Erica Yohn (October 1, 1928 – January 27, 2019) was an American stage and television actress.

Yohn had many bit parts in film and television, such as Pee-wee's Big Adventure, and television shows, such as Rhoda,  ER, Murphy Brown, Double Rush, and Picket Fences. She voiced Mama Mousekewitz in An American Tail and its first two sequels.

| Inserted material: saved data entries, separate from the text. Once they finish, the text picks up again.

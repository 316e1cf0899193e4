//! Uploaded profile picture as received from the registration form.

use std::fmt;

/// File part submitted in the `profile_picture` field.
///
/// The bytes are stored as submitted; no decoding or resizing happens.
#[derive(Clone, PartialEq, Eq)]
pub struct ProfileImageUpload {
    file_name: String,
    content_type: Option<String>,
    bytes: Vec<u8>,
}

impl ProfileImageUpload {
    /// Upload as received from the client.
    #[must_use]
    pub fn new(file_name: impl Into<String>, content_type: Option<String>, bytes: Vec<u8>) -> Self {
        Self {
            file_name: file_name.into(),
            content_type,
            bytes,
        }
    }

    /// File name supplied by the client, possibly including path components.
    pub fn file_name(&self) -> &str {
        self.file_name.as_str()
    }

    /// Declared MIME type, if the client sent one.
    #[must_use]
    pub fn content_type(&self) -> Option<&str> {
        self.content_type.as_deref()
    }

    /// File contents.
    #[must_use]
    pub fn bytes(&self) -> &[u8] {
        &self.bytes
    }

    /// Whether the client actually selected a file.
    ///
    /// Browsers submit an empty file part with a blank name when the picker
    /// is left untouched.
    pub fn has_file(&self) -> bool {
        !self.file_name.trim().is_empty()
    }
}

impl fmt::Debug for ProfileImageUpload {
    fn fmt(&self, f: &mut fmt::Formatter<'_>) -> fmt::Result {
        f.debug_struct("ProfileImageUpload")
            .field("file_name", &self.file_name)
            .field("content_type", &self.content_type)
            .field("len", &self.bytes.len())
            .finish()
    }
}
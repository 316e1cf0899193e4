//! Server construction and middleware wiring.

mod config;
mod state_builders;

pub use config::ServerConfig;

use state_builders::build_http_state;

use actix_session::{
    SessionMiddleware,
    config::{CookieContentSecurity, PersistentSession},
    storage::CookieSessionStore,
};
use actix_web::cookie::{Key, SameSite};
use actix_web::dev::{Server, ServiceFactory, ServiceRequest, ServiceResponse};
use actix_web::{App, HttpServer, web};

use wordweave::RequestTrace;
use wordweave::inbound::http::home::home;
use wordweave::inbound::http::login::{login, login_form, logout};
use wordweave::inbound::http::register::{register, register_form};
use wordweave::inbound::http::state::HttpState;

#[derive(Clone)]
struct AppDependencies {
    http_state: web::Data<HttpState>,
    key: Key,
    cookie_secure: bool,
    same_site: SameSite,
}

fn build_app(
    deps: AppDependencies,
) -> App<
    impl ServiceFactory<
        ServiceRequest,
        Config = (),
        Response = ServiceResponse,
        Error = actix_web::Error,
        InitError = (),
    >,
> {
    let AppDependencies {
        http_state,
        key,
        cookie_secure,
        same_site,
    } = deps;

    let session = SessionMiddleware::builder(CookieSessionStore::default(), key)
        .cookie_name("session".into())
        .cookie_path("/".into())
        .cookie_secure(cookie_secure)
        .cookie_http_only(true)
        .cookie_content_security(CookieContentSecurity::Private)
        .cookie_same_site(same_site)
        .session_lifecycle(
            PersistentSession::default().session_ttl(actix_web::cookie::time::Duration::hours(2)),
        )
        .build();

    App::new()
        .app_data(http_state)
        .wrap(session)
        .wrap(RequestTrace)
        .service(home)
        .service(register_form)
        .service(register)
        .service(login_form)
        .service(login)
        .service(logout)
}

/// Construct the Actix HTTP server from a prepared [`ServerConfig`].
///
/// # Errors
/// Propagates [`std::io::Error`] when binding the socket fails.
pub fn create_server(config: ServerConfig) -> std::io::Result<Server> {
    let http_state = build_http_state(&config);
    let ServerConfig {
        key,
        cookie_secure,
        same_site,
        bind_addr,
        db_pool: _,
        image_dir: _,
    } = config;

    let server = HttpServer::new(move || {
        build_app(AppDependencies {
            http_state: http_state.clone(),
            key: key.clone(),
            cookie_secure,
            same_site,
        })
    })
    .bind(bind_addr)?
    .run();

    Ok(server)
}
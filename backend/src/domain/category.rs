//! Blog post category reference entity.
//!
//! Categories classify posts (e.g. Technology, Health, Travel). They are
//! plain labelled records; creating and editing them is handled elsewhere.

use serde::{Deserialize, Serialize};

/// Database identifier of a category.
#[derive(Debug, Clone, Copy, PartialEq, Eq, Hash, Serialize, Deserialize)]
#[serde(transparent)]
pub struct CategoryId(i32);

impl CategoryId {
    /// Wrap a raw category identifier.
    pub const fn new(id: i32) -> Self {
        Self(id)
    }

    /// Raw identifier as stored in the database.
    pub const fn get(self) -> i32 {
        self.0
    }
}

/// Category a blog post can belong to.
///
/// # Examples
/// ```
/// use wordweave::domain::{Category, CategoryId};
///
/// let category = Category::new(CategoryId::new(3), "Travel");
/// assert_eq!(category.id().get(), 3);
/// assert_eq!(category.name(), "Travel");
/// ```
#[derive(Debug, Clone, PartialEq, Eq, Serialize, Deserialize)]
#[serde(rename_all = "camelCase")]
pub struct Category {
    #[serde(rename = "categoryId")]
    id: CategoryId,
    name: String,
}

impl Category {
    /// Build a category from its identifier and name.
    pub fn new(id: CategoryId, name: impl Into<String>) -> Self {
        Self {
            id,
            name: name.into(),
        }
    }

    /// Category identifier.
    pub fn id(&self) -> CategoryId {
        self.id
    }

    /// Display name of the category.
    pub fn name(&self) -> &str {
        self.name.as_str()
    }
}
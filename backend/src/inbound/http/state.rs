//! Shared HTTP adapter state.
//!
//! Handlers receive this through `web::Data` and only see the driving ports,
//! so they can be exercised with mocks and no storage.

use std::sync::Arc;

use crate::domain::ports::{LoginService, RegisterUser};

/// Dependency bundle for HTTP handlers.
#[derive(Clone)]
pub struct HttpState {
    /// Account creation.
    pub registration: Arc<dyn RegisterUser>,
    /// Credential checks.
    pub login: Arc<dyn LoginService>,
}

impl HttpState {
    /// Bundle the use-case ports.
    ///
    /// # Examples
    /// ```no_run
    /// use std::sync::Arc;
    ///
    /// use wordweave::domain::ports::{LoginService, RegisterUser};
    /// use wordweave::inbound::http::state::HttpState;
    ///
    /// fn wire(registration: Arc<dyn RegisterUser>, login: Arc<dyn LoginService>) -> HttpState {
    ///     HttpState::new(registration, login)
    /// }
    /// ```
    pub fn new(registration: Arc<dyn RegisterUser>, login: Arc<dyn LoginService>) -> Self {
        Self {
            registration,
            login,
        }
    }
}
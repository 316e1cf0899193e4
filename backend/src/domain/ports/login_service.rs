//! Driving port for the sign-in use-case.

use async_trait::async_trait;

use crate::domain::{Error, LoginCredentials, Username};

/// Checks credentials and yields the account's username.
///
/// Unknown users and wrong passwords both fail with
/// [`ErrorCode::Unauthorized`](crate::domain::ErrorCode::Unauthorized);
/// unreachable storage fails with `ServiceUnavailable`.
#[cfg_attr(test, mockall::automock)]
#[async_trait]
pub trait LoginService: Send + Sync {
    async fn authenticate(&self, credentials: &LoginCredentials) -> Result<Username, Error>;
}
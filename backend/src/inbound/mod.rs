//! Inbound adapters translating HTTP requests into domain calls.
//!
//! Framework details stay here; handlers depend on the driving ports in
//! [`crate::domain::ports`] through [`http::state::HttpState`].

pub mod http;
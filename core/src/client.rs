//! Service client: status lifecycle and operation execution.
//!
//! # Design
//! `ServiceClient` owns the executor (base URI + transport), the status init
//! operation and the cached status. It is cheap to clone; clones share the
//! same status. Status initialization is single-flight: concurrent callers of
//! `ensure_initialized` wait on one in-flight `initialize_status` instead of
//! each starting their own. An explicit `initialize_status` call always runs
//! the init operation.
//!
//! Authentication lives one layer up, in `AuthenticatedClient`. Executing an
//! `Authenticated` operation directly on a `ServiceClient` fails with
//! `AuthenticationRequired` because there is nothing here that can log in.

use std::sync::Arc;

use tracing::{debug, info, warn};
use url::Url;

use crate::config::ClientConfig;
use crate::error::{ClientError, Result};
use crate::operation::{Operation, Requirement};
use crate::pipeline::Executor;
use crate::status::{ClientStatus, StatusCell, StatusInitOperation};
use crate::transport::Transport;

tokio::task_local! {
    /// Clients whose status init operation is running on the current task.
    static INITIALIZING: Vec<usize>;
}

pub struct ServiceClient<S: ClientStatus> {
    inner: Arc<Inner<S>>,
}

struct Inner<S: ClientStatus> {
    executor: Executor,
    status_init: Box<dyn StatusInitOperation<S>>,
    status: StatusCell<S>,
}

impl<S: ClientStatus> Clone for ServiceClient<S> {
    fn clone(&self) -> Self {
        Self {
            inner: self.inner.clone(),
        }
    }
}

impl<S: ClientStatus> ServiceClient<S> {
    /// Create a client. Fails synchronously if `base_uri` is not a valid
    /// absolute URI usable as a base.
    pub fn new(
        base_uri: &str,
        transport: Arc<dyn Transport>,
        status_init: impl StatusInitOperation<S> + 'static,
    ) -> Result<Self> {
        Ok(Self {
            inner: Arc::new(Inner {
                executor: Executor::new(base_uri, transport)?,
                status_init: Box::new(status_init),
                status: StatusCell::new(),
            }),
        })
    }

    pub fn from_config(
        config: &ClientConfig,
        transport: Arc<dyn Transport>,
        status_init: impl StatusInitOperation<S> + 'static,
    ) -> Result<Self> {
        Self::new(&config.base_uri, transport, status_init)
    }

    pub fn base_uri(&self) -> &Url {
        self.inner.executor.base_uri()
    }

    /// Snapshot of the cached status, if any.
    pub fn status(&self) -> Option<Arc<S>> {
        self.inner.status.get()
    }

    /// Return the cached status, initializing it first if absent.
    pub async fn ensure_initialized(&self) -> Result<Arc<S>> {
        if let Some(status) = self.inner.status.get() {
            return Ok(status);
        }
        if self.is_initializing() {
            warn!("status init operation asked for the status it is creating");
            return Err(ClientError::ReentrantInitialization);
        }
        let _gate = self.inner.status.init_gate().lock().await;
        // Another caller may have finished initializing while we waited.
        if let Some(status) = self.inner.status.get() {
            return Ok(status);
        }
        self.initialize_status().await
    }

    /// Run the status init operation and cache its result. On failure the
    /// cached status is left untouched.
    pub async fn initialize_status(&self) -> Result<Arc<S>> {
        debug!("initializing client status");
        let mut running = INITIALIZING.try_with(Clone::clone).unwrap_or_default();
        running.push(self.id());
        let status = INITIALIZING
            .scope(running, self.inner.status_init.initialize(self))
            .await?;
        info!("client status initialized");
        Ok(self.inner.status.set(status))
    }

    fn id(&self) -> usize {
        Arc::as_ptr(&self.inner) as usize
    }

    fn is_initializing(&self) -> bool {
        INITIALIZING
            .try_with(|running| running.contains(&self.id()))
            .unwrap_or(false)
    }

    /// Drop the cached status; the next `ensure_initialized` reinitializes.
    pub fn reset_status(&self) {
        if self.inner.status.clear().is_some() {
            debug!("client status reset");
        }
    }

    /// Install an externally built status, e.g. a restored session.
    pub fn set_status(&self, status: S) -> Arc<S> {
        self.inner.status.set(status)
    }

    /// Execute `op`, ensuring the context its `REQUIREMENT` asks for.
    pub async fn execute<O>(&self, op: &O, params: &O::Params) -> Result<O::Output>
    where
        O: Operation<S>,
    {
        match O::REQUIREMENT {
            Requirement::Independent => self.inner.executor.run(op, params, None).await,
            Requirement::Status => {
                let status = self.ensure_initialized().await?;
                self.inner.executor.run(op, params, Some(status.as_ref())).await
            }
            Requirement::Authenticated => {
                debug!("authenticated operation executed without an authentication manager");
                Err(ClientError::AuthenticationRequired)
            }
        }
    }

    /// Execute `op` against an explicit status instead of the cached one.
    ///
    /// Authentication operations use this to run their login request against
    /// the status they are about to authenticate.
    pub async fn execute_with_status<O>(&self, op: &O, params: &O::Params, status: &S) -> Result<O::Output>
    where
        O: Operation<S>,
    {
        self.inner.executor.run(op, params, Some(status)).await
    }
}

From 1971 to 1972, she was a member of the Broadway cast of Lenny, playing various roles, including Sadie Kitchenberg alias Sally Marr, the mother of Lenny Bruce, directed by Tom O'Horgan. She also appeared on Broadway in the original play That Summer - That Fall (1967), an English-language revival of Federico García Lorca's play Yerma (1966–67), the musical Cabaret (1966–69), and revivals of such classics as The Alchemist (1966) and The Country Wife (1965–66).

Personal life and death
Yohn was born Adella (later known as "Adele") Erica Fishman, the younger child of Jacob and Sonia Fishman; she had an elder brother, Marcus. Yohn was married at least two times. She had two sons, one from her first marriage to Lars Speyer, David Speyer, and Yohn Rosqui, from her final marriage, to fellow actor Tom Rosqui in 1963.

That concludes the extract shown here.